So, based on what some “leadership gurus” had to say, and some thinking of my own, here is a list of seven practices that I believe can be helpful to accelerate and improve our process of making decisions.

  1. Share [some] decisions, a.k.a., delegate. One of the most important decisions we make as leaders is to choose which ones are ours to make and which ones should be delegated. That one decision will save time to focus on important stuff.

  2. Automate routine, smaller decisions. Steve Jobs was famous for wearing the same look all the time: jeans and a black turtleneck. For him, what to wear was one less decision to make. OK, that may be too much, but you get the point. Here is a good question to ask: What daily routine decisions can I automate?

  3. Learn to live with uncertainty. If we are going to wait for absolute certainty, we may delay, even paralyze the decision-making process. Uncertainty is a reality of visionary leadership, especially for Biblical leaders, where faith is a key element.

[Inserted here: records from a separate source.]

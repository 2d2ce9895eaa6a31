//! Shared rendering utilities.

/// Positions the cursor at a specific row and column (both 1-indexed).
///
/// Uses the ANSI escape sequence `\u{1b}[{row};{col}H`.
pub fn position_cursor(row: usize, col: usize) {
    print!("\u{1b}[{row};{col}H");
}

/// Display width of `text`, counted in characters.
#[must_use]
pub fn width(text: &str) -> usize {
    text.chars().count()
}

/// Cuts `text` to at most `max` characters, ending in `...` when shortened.
///
/// ```rust
/// use air_fryer_form::ui::helpers::truncate;
///
/// assert_eq!(truncate("Air Fryer Interest Form", 12), "Air Fryer...");
/// assert_eq!(truncate("short", 12), "short");
/// ```
#[must_use]
pub fn truncate(text: &str, max: usize) -> String {
    if width(text) <= max {
        return text.to_string();
    }
    if max <= 3 {
        return text.chars().take(max).collect();
    }
    let kept: String = text.chars().take(max - 3).collect();
    format!("{kept}...")
}

/// Left padding that centers `text_width` within `cols`.
#[must_use]
pub const fn centered_padding(text_width: usize, cols: usize) -> usize {
    cols.saturating_sub(text_width) / 2
}

#[cfg(test)]
mod tests {
    use super::*;

    #[test]
    fn width_counts_characters_not_bytes() {
        assert_eq!(width("••••"), 4);
    }

    #[test]
    fn truncate_tiny_widths() {
        assert_eq!(truncate("abcdef", 2), "ab");
        assert_eq!(truncate("abcdef", 0), "");
    }

    #[test]
    fn centered_padding_never_underflows() {
        assert_eq!(centered_padding(10, 20), 5);
        assert_eq!(centered_padding(30, 20), 0);
    }
}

  4. Use data, not guesses or emotions. Data-driven decisions don’t eliminate uncertainty, but they can reduce it. It also removes at least part of the emotion from the decision-making process. It may take a little extra time researching to be able to make informed decisions, but it will pay off later.

  5. Reduce the number of alternatives. Have you tried shopping for breakfast cereal in the US, or olive oil in Spain? Too many choices slow down the decision process. If you can reduce them to a minimum, it will make the process easier.

  6. Keep your non-negotiables front and center. What are your core values? They should always be front and center during the whole process, and should never be compromised.

  7. Act Quickly. Decision-making is time-consuming. It takes time to collect relevant data, a lot of conversations to reduce alternatives, and a lot of prayer to ensure we are deciding according to our biblical values. But, once the decision was made, it is time to get moving. 

No Decision is the Worst Decision

Spending one hour at the breakfast cereal aisle or missing my beverage on the plane may be of very little consequence. On the other hand, failing to make a decision – even a bad one, can do serious damage to our leadership and vision. No decision is always the worst decision. These seven practices are not rocket science, but they can help our leadership soar.